▶ **Your task**: The string "resolve" may appear in lines of the data; report how many lines contain it, with no other output.

(Records drawn from a dataset)
────────
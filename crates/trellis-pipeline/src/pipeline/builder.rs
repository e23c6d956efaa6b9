//! Pipeline construction and graph validation.
//!
//! The builder collects [`Step`]s and configuration, then `build()`
//! validates the whole graph before anything executes: step names must be
//! unique, every input reference must resolve, the graph must be acyclic,
//! and declared key contracts are checked statically where upstream
//! outputs fully determine a step's inputs.

use std::collections::{HashMap, HashSet};
use std::sync::Arc;

use crate::config::PipelineConfig;
use crate::error::{PipelineError, Result};
use crate::persistence::{clear_cache_dir, step_cache_dir};
use crate::pipeline::progress::{
    CancellationToken, ClosureProgressReporter, ProgressReporter, ProgressUpdate,
};
use crate::step::Step;

/// A validated, executable step graph.
///
/// Use [`Pipeline::builder()`] to construct one:
///
/// ```rust,ignore
/// use trellis_pipeline::{Pipeline, PipelineConfig, Step};
///
/// let mut pipeline = Pipeline::builder()
///     .config(PipelineConfig::builder().experiment_dir("runs/exp1").build()?)
///     .step(Step::new("impute", Box::new(imputer)).input_data("input").trainable(true))
///     .step(Step::new("scale", Box::new(scaler)).input_step("impute").trainable(true))
///     .build()?;
///
/// let outputs = pipeline.fit_transform(&raw)?;
/// ```
///
/// Resolution is single-threaded and synchronous; see
/// [`fit_transform`](Pipeline::fit_transform) and
/// [`transform`](Pipeline::transform) on the execution side.
pub struct Pipeline {
    pub(crate) config: PipelineConfig,
    pub(crate) steps: Vec<Step>,
    pub(crate) index: HashMap<String, usize>,
    /// Full topological order of the graph, dependencies first.
    pub(crate) order: Vec<usize>,
    pub(crate) progress_reporter: Option<Arc<dyn ProgressReporter>>,
    pub(crate) cancellation_token: CancellationToken,
}

impl std::fmt::Debug for Pipeline {
    fn fmt(&self, f: &mut std::fmt::Formatter<'_>) -> std::fmt::Result {
        f.debug_struct("Pipeline")
            .field("config", &self.config)
            .field("steps", &self.steps)
            .field("order", &self.order)
            .field("cancellation_token", &self.cancellation_token)
            .finish_non_exhaustive()
    }
}

// A pipeline run can be moved onto a background thread wholesale; the
// cancellation token is the cross-thread channel back into it.
static_assertions::assert_impl_all!(Pipeline: Send);

impl Pipeline {
    /// Create a new pipeline builder.
    pub fn builder() -> PipelineBuilder {
        PipelineBuilder::default()
    }

    /// The pipeline's configuration.
    pub fn config(&self) -> &PipelineConfig {
        &self.config
    }

    /// Step names in insertion order.
    pub fn step_names(&self) -> Vec<&str> {
        self.steps.iter().map(|s| s.name()).collect()
    }

    /// Name of the terminal step — the last one added — which
    /// [`fit_transform`](Pipeline::fit_transform) and
    /// [`transform`](Pipeline::transform) resolve by default.
    pub fn terminal_step(&self) -> &str {
        self.steps
            .last()
            .map(|s| s.name())
            .expect("pipeline always holds at least one step")
    }

    /// Remove every step's cache directory under the experiment root.
    ///
    /// The framework never clears caches on its own; this is the explicit
    /// hook for callers that want to force recomputation.
    pub fn clear_cache(&self) -> Result<()> {
        for step in &self.steps {
            clear_cache_dir(&step_cache_dir(&self.config.experiment_dir, step.name()))?;
        }
        Ok(())
    }

    pub(crate) fn check_cancelled(&self) -> Result<()> {
        if self.cancellation_token.is_cancelled() {
            return Err(PipelineError::Cancelled);
        }
        Ok(())
    }

    pub(crate) fn report_progress(&self, update: ProgressUpdate) {
        if let Some(reporter) = &self.progress_reporter {
            reporter.report(update);
        }
    }
}

/// Builder for creating a [`Pipeline`] instance.
#[derive(Default)]
pub struct PipelineBuilder {
    steps: Vec<Step>,
    config: Option<PipelineConfig>,
    progress_reporter: Option<Arc<dyn ProgressReporter>>,
    cancellation_token: Option<CancellationToken>,
}

static_assertions::assert_impl_all!(PipelineBuilder: Send);

impl PipelineBuilder {
    /// Add a step to the graph. Order matters only for picking the default
    /// terminal step; execution order is derived from the dependencies.
    pub fn step(mut self, step: Step) -> Self {
        self.steps.push(step);
        self
    }

    /// Set the pipeline configuration.
    pub fn config(mut self, config: PipelineConfig) -> Self {
        self.config = Some(config);
        self
    }

    /// Set a progress reporter for receiving updates during execution.
    pub fn progress_reporter(mut self, reporter: Arc<dyn ProgressReporter>) -> Self {
        self.progress_reporter = Some(reporter);
        self
    }

    /// Set a progress callback closure.
    ///
    /// Convenience over [`progress_reporter`](Self::progress_reporter) for
    /// simple handlers.
    pub fn on_progress<F>(mut self, callback: F) -> Self
    where
        F: Fn(ProgressUpdate) + Send + Sync + 'static,
    {
        self.progress_reporter = Some(Arc::new(ClosureProgressReporter::new(callback)));
        self
    }

    /// Set a cancellation token for stopping the pipeline between steps.
    pub fn cancellation_token(mut self, token: CancellationToken) -> Self {
        self.cancellation_token = Some(token);
        self
    }

    /// Validate the graph and build the pipeline.
    ///
    /// # Errors
    ///
    /// - [`PipelineError::DuplicateStepName`] if two steps share a name
    /// - [`PipelineError::UnknownInputStep`] if a step references a step
    ///   that was never added
    /// - [`PipelineError::CycleDetected`] if the references form a cycle,
    ///   reported with the offending path — before any fit or transform
    ///   ever executes
    /// - [`PipelineError::MissingInputKey`] if a step consuming only
    ///   upstream outputs requires a key no upstream step declares
    /// - [`PipelineError::InvalidConfig`] if the configuration is invalid
    pub fn build(self) -> Result<Pipeline> {
        let config = self.config.unwrap_or_default();
        config.validate().map_err(PipelineError::InvalidConfig)?;

        if self.steps.is_empty() {
            return Err(PipelineError::Internal(
                "pipeline must contain at least one step".to_string(),
            ));
        }

        let mut index = HashMap::with_capacity(self.steps.len());
        for (i, step) in self.steps.iter().enumerate() {
            if index.insert(step.name().to_string(), i).is_some() {
                return Err(PipelineError::DuplicateStepName(step.name().to_string()));
            }
        }

        for step in &self.steps {
            for input in step.input_steps() {
                if !index.contains_key(input) {
                    return Err(PipelineError::UnknownInputStep {
                        step: step.name().to_string(),
                        input: input.clone(),
                    });
                }
            }
        }

        let order = topological_order(&self.steps, &index)?;
        check_declared_contracts(&self.steps, &index)?;

        Ok(Pipeline {
            config,
            steps: self.steps,
            index,
            order,
            progress_reporter: self.progress_reporter,
            cancellation_token: self.cancellation_token.unwrap_or_default(),
        })
    }
}

/// Depth-first topological sort with cycle reporting.
fn topological_order(steps: &[Step], index: &HashMap<String, usize>) -> Result<Vec<usize>> {
    #[derive(Clone, Copy, PartialEq)]
    enum Mark {
        Unvisited,
        InProgress,
        Done,
    }

    fn visit(
        idx: usize,
        steps: &[Step],
        index: &HashMap<String, usize>,
        marks: &mut [Mark],
        path: &mut Vec<usize>,
        order: &mut Vec<usize>,
    ) -> Result<()> {
        match marks[idx] {
            Mark::Done => return Ok(()),
            Mark::InProgress => {
                // Revisited a step already on the current resolution path.
                let start = path.iter().position(|&p| p == idx).unwrap_or(0);
                let mut names: Vec<&str> =
                    path[start..].iter().map(|&p| steps[p].name()).collect();
                names.push(steps[idx].name());
                return Err(PipelineError::CycleDetected {
                    path: names.join(" -> "),
                });
            }
            Mark::Unvisited => {}
        }

        marks[idx] = Mark::InProgress;
        path.push(idx);
        for input in steps[idx].input_steps() {
            let input_idx = index[input];
            visit(input_idx, steps, index, marks, path, order)?;
        }
        path.pop();
        marks[idx] = Mark::Done;
        order.push(idx);
        Ok(())
    }

    let mut marks = vec![Mark::Unvisited; steps.len()];
    let mut order = Vec::with_capacity(steps.len());
    let mut path = Vec::new();

    for idx in 0..steps.len() {
        visit(idx, steps, index, &mut marks, &mut path, &mut order)?;
    }

    Ok(order)
}

/// Static key-contract check: a step fed exclusively by upstream steps must
/// find every required transform input among their declared outputs. Steps
/// that also consume raw input defer the check to resolution time, when the
/// caller's bundles are known.
fn check_declared_contracts(steps: &[Step], index: &HashMap<String, usize>) -> Result<()> {
    for step in steps {
        if !step.input_data_keys().is_empty() {
            continue;
        }

        let mut available: HashSet<String> = HashSet::new();
        for input in step.input_steps() {
            let upstream = &steps[index[input]];
            available.extend(upstream.transformer.contract().outputs);
        }

        for key in step.transformer.contract().inputs {
            if !available.contains(&key) {
                return Err(PipelineError::MissingInputKey {
                    step: step.name().to_string(),
                    key,
                });
            }
        }
    }
    Ok(())
}

#[cfg(test)]
mod tests {
    use super::*;
    use crate::data::DataBundle;
    use crate::transformer::FnTransformer;

    fn named(name: &str, inputs: &[&str], outputs: &[&str]) -> Step {
        Step::new(
            name,
            Box::new(FnTransformer::new(inputs, outputs, |b: &DataBundle| {
                Ok(b.clone())
            })),
        )
    }

    #[test]
    fn test_build_single_step() {
        let pipeline = Pipeline::builder()
            .step(named("only", &["x"], &["x"]).input_data("input"))
            .build()
            .unwrap();

        assert_eq!(pipeline.step_names(), vec!["only"]);
        assert_eq!(pipeline.terminal_step(), "only");
    }

    #[test]
    fn test_build_empty_pipeline_fails() {
        let result = Pipeline::builder().build();
        assert!(result.is_err());
    }

    #[test]
    fn test_duplicate_step_name_rejected() {
        let err = Pipeline::builder()
            .step(named("dup", &["x"], &["x"]).input_data("input"))
            .step(named("dup", &["x"], &["x"]).input_data("input"))
            .build()
            .unwrap_err();

        assert_eq!(err.error_code(), "DUPLICATE_STEP_NAME");
    }

    #[test]
    fn test_unknown_input_step_rejected() {
        let err = Pipeline::builder()
            .step(named("a", &["x"], &["x"]).input_step("ghost"))
            .build()
            .unwrap_err();

        assert!(matches!(
            err,
            PipelineError::UnknownInputStep { ref step, ref input }
                if step == "a" && input == "ghost"
        ));
    }

    #[test]
    fn test_cycle_rejected_with_path() {
        let err = Pipeline::builder()
            .step(named("a", &["x"], &["x"]).input_step("b"))
            .step(named("b", &["x"], &["x"]).input_step("a"))
            .build()
            .unwrap_err();

        match err {
            PipelineError::CycleDetected { path } => {
                assert!(path.contains("a") && path.contains("b"), "path: {path}");
            }
            other => panic!("expected CycleDetected, got {other:?}"),
        }
    }

    #[test]
    fn test_self_cycle_rejected() {
        let err = Pipeline::builder()
            .step(named("a", &["x"], &["x"]).input_step("a"))
            .build()
            .unwrap_err();

        assert_eq!(err.error_code(), "CYCLE_DETECTED");
    }

    #[test]
    fn test_topological_order_dependencies_first() {
        let pipeline = Pipeline::builder()
            .step(named("sink", &["x"], &["x"]).input_step("mid"))
            .step(named("mid", &["x"], &["x"]).input_step("source"))
            .step(named("source", &["x"], &["x"]).input_data("input"))
            .build()
            .unwrap();

        let positions: HashMap<&str, usize> = pipeline
            .order
            .iter()
            .enumerate()
            .map(|(pos, &idx)| (pipeline.steps[idx].name(), pos))
            .collect();

        assert!(positions["source"] < positions["mid"]);
        assert!(positions["mid"] < positions["sink"]);
    }

    #[test]
    fn test_static_contract_check_rejects_unproducible_key() {
        // "sink" needs key "z" but its only upstream declares "x".
        let err = Pipeline::builder()
            .step(named("source", &["x"], &["x"]).input_data("input"))
            .step(named("sink", &["z"], &["z"]).input_step("source"))
            .build()
            .unwrap_err();

        assert!(matches!(
            err,
            PipelineError::MissingInputKey { ref step, ref key }
                if step == "sink" && key == "z"
        ));
    }

    #[test]
    fn test_static_contract_check_defers_for_raw_consumers() {
        // "sink" needs "z" which no upstream declares, but it also reads a
        // raw bundle, so the check is deferred to resolution time.
        let result = Pipeline::builder()
            .step(named("source", &["x"], &["x"]).input_data("input"))
            .step(named("sink", &["z"], &["z"]).input_step("source").input_data("extra"))
            .build();

        assert!(result.is_ok());
    }

    #[test]
    fn test_clear_cache_removes_step_dirs() {
        let tmp = tempfile::tempdir().unwrap();
        let pipeline = Pipeline::builder()
            .config(
                PipelineConfig::builder()
                    .experiment_dir(tmp.path())
                    .build()
                    .unwrap(),
            )
            .step(named("a", &["x"], &["x"]).input_data("input"))
            .build()
            .unwrap();

        let dir = step_cache_dir(tmp.path(), "a");
        crate::persistence::write_json(&dir, "state.json", &1u32).unwrap();
        assert!(crate::persistence::has_cached_state(&dir));

        pipeline.clear_cache().unwrap();
        assert!(!crate::persistence::has_cached_state(&dir));
    }
}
────────
▶ **Solution for this problem**: 2